2021-01-31 - Exploring Streamlit for Machine Learning Apps

F.G.O. Stuart (1843-1923). With retouches and colorisation by Fidodog14 and SandyShores03.,Public domain, via Wikimedia Commons

For this weeks learning I started exploring Streamlit. This series of videos on YouTube from So You Want To Be A Data Scientist came up in my feed which gave a really good overview of using Streamlit to produce a web app and after watching them I wanted to give it a go.

In order try it out I wanted some form of machine learning model that would receive inputs from the app, make a prediction and display it back to the user. I’m very much a beginner with machine learning. I have tried the Kaggle Titanic - Machine Learning from Disaster Competition in the past but didn’t get very much further than the introductory example at the time. This time around though I had a purpose and was more motivated to progress. I wasn’t trying to create a competition winning model, just something that would be good enough to use in the web app.

After a bit of data cleanse and manipulation I had a trained model against 80% of the train data set and returning a 83% accuracy on the remaining 20% I used for testing. The model uses the Random Forest Classifier from Scikit Learn.

Now I had a reasonable model to work with I moved onto to Streamlit. Using the getting started guide and API reference in no time at all I had a the bones of a web app up and running. Another hour or so and I had a completely working application.

I’ve published the code to this repository. This is what I did…

Firstly, import modules.

import streamlit as st
import pickle

Streamlit is obviously required. Pickle is used to open the saved model file.

filename ="model.sv"
model = pickle.load(open(filename,'rb'))

Next I define dictionaries to hold feature label and values:

sex_d = {0:"Female",1:"Male"}
pclass_d = {0:"First",1:"Second", 2:"Third"}
embarked_d = {0:"Cherbourg", 1:"Queenstown", 2:"Southampton"}

Next I start to define the configuration and layout of the app. Using set_page_config() the page title is set. I then define a container for the overview, 2 columns, left and right and finally a container for the prediction.

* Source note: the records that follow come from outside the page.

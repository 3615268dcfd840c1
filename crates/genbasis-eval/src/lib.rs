//! Statistics, reports and output files for mining runs.

pub mod errors;
pub mod metrics;
pub mod report;
pub mod writer;

pub use errors::EvalError;
pub use metrics::{RunStatistics, round_to};
pub use report::{render_report, render_rules, render_summary};
pub use writer::{
    RunArtifacts, write_report, write_rules_json, write_rules_text, write_run_artifacts,
    write_statistics,
};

st.set_page_config(page_title="Titanic Survival App")
overview = st.beta_container()
left, right = st.beta_columns(2)
prediction = st.beta_container()

The overview container is populated using the overview variable under which I use the 2 methods st.title() and st.markdown() to add text to the page

with overview:
	st.title("Titanic App")
	st.markdown("Predicting suriving the Titanic disaster")

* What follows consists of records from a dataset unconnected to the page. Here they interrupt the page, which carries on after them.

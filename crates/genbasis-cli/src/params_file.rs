use std::path::Path;

use serde_json::{Map, Value, json};

use crate::CliError;

/// Parameter values given on the command line.
#[derive(Debug, Clone, Default)]
pub struct ParamOverrides {
    pub min_support: Option<u64>,
    pub min_rule_support: Option<f64>,
    pub min_confidence: Option<f64>,
    pub epsilon: Option<f64>,
}

impl ParamOverrides {
    pub fn is_empty(&self) -> bool {
        self.min_support.is_none()
            && self.min_rule_support.is_none()
            && self.min_confidence.is_none()
            && self.epsilon.is_none()
    }
}

/// Read a `.json` or `.toml` parameter file into a JSON document.
pub fn read_params_file(path: &Path) -> Result<Value, CliError> {
    let content = std::fs::read_to_string(path)?;
    let extension = path
        .extension()
        .and_then(|ext| ext.to_str())
        .map(|ext| ext.to_ascii_lowercase());

    match extension.as_deref() {
        Some("toml") => {
            let value: toml::Value = toml::from_str(&content)?;
            Ok(serde_json::to_value(value)?)
        }
        Some("json") | None => Ok(serde_json::from_str(&content)?),
        Some(other) => Err(CliError::InvalidConfig(format!(
            "unsupported parameter file extension '.{other}' (use .json or .toml)"
        ))),
    }
}

/// Load the parameter document, then apply `overrides` on top.
///
/// A missing file is tolerated only when overrides are given; validation
/// then reports whatever is still missing.
pub fn load_params_value(path: &Path, overrides: &ParamOverrides) -> Result<Value, CliError> {
    let mut value = if path.exists() || overrides.is_empty() {
        read_params_file(path)?
    } else {
        tracing::warn!(path = %path.display(), "parameter file not found; using overrides only");
        Value::Object(Map::new())
    };
    apply_overrides(&mut value, overrides);
    Ok(value)
}

pub fn apply_overrides(value: &mut Value, overrides: &ParamOverrides) {
    let Value::Object(map) = value else {
        return;
    };
    if let Some(min_support) = overrides.min_support {
        map.insert("min_support".to_string(), json!(min_support));
    }
    if let Some(min_rule_support) = overrides.min_rule_support {
        map.insert("min_rule_support".to_string(), json!(min_rule_support));
    }
    if let Some(min_confidence) = overrides.min_confidence {
        map.insert("min_confidence".to_string(), json!(min_confidence));
    }
    if let Some(epsilon) = overrides.epsilon {
        map.insert("epsilon".to_string(), json!(epsilon));
    }
}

The columns defined as left and right are then used to hold a combination of radio selections and sliders which will act as inputs to the model. The format_func argument is used when using the radio widget to change the display label for each option:

with left:
	sex_radio = st.radio( "Sex", list(sex_d.keys()), format_func=lambda x : sex_d[x] )
	pclass_radio = st.radio( "Ticket Class", list(pclass_d.keys()), \
	  format_func=lambda x: pclass_d[x])
	embarked_radio = st.radio( "Port of Embarkment", list(embarked_d.keys()), \
	  index=2, format_func= lambda x: embarked_d[x] )


with right:
	age_slider = st.slider("Age", value=50, min_value=1, max_value=100)
	sibsp_slider = st.slider( "# Siblings / Spouses on board", min_value=0, max_value=8)
        parch_slider = st.slider( "# Parents / Children on board", min_value=0, max_value=6)
        fare_slider = st.slider( "Passenger Fare", min_value=0, max_value=500, step=10)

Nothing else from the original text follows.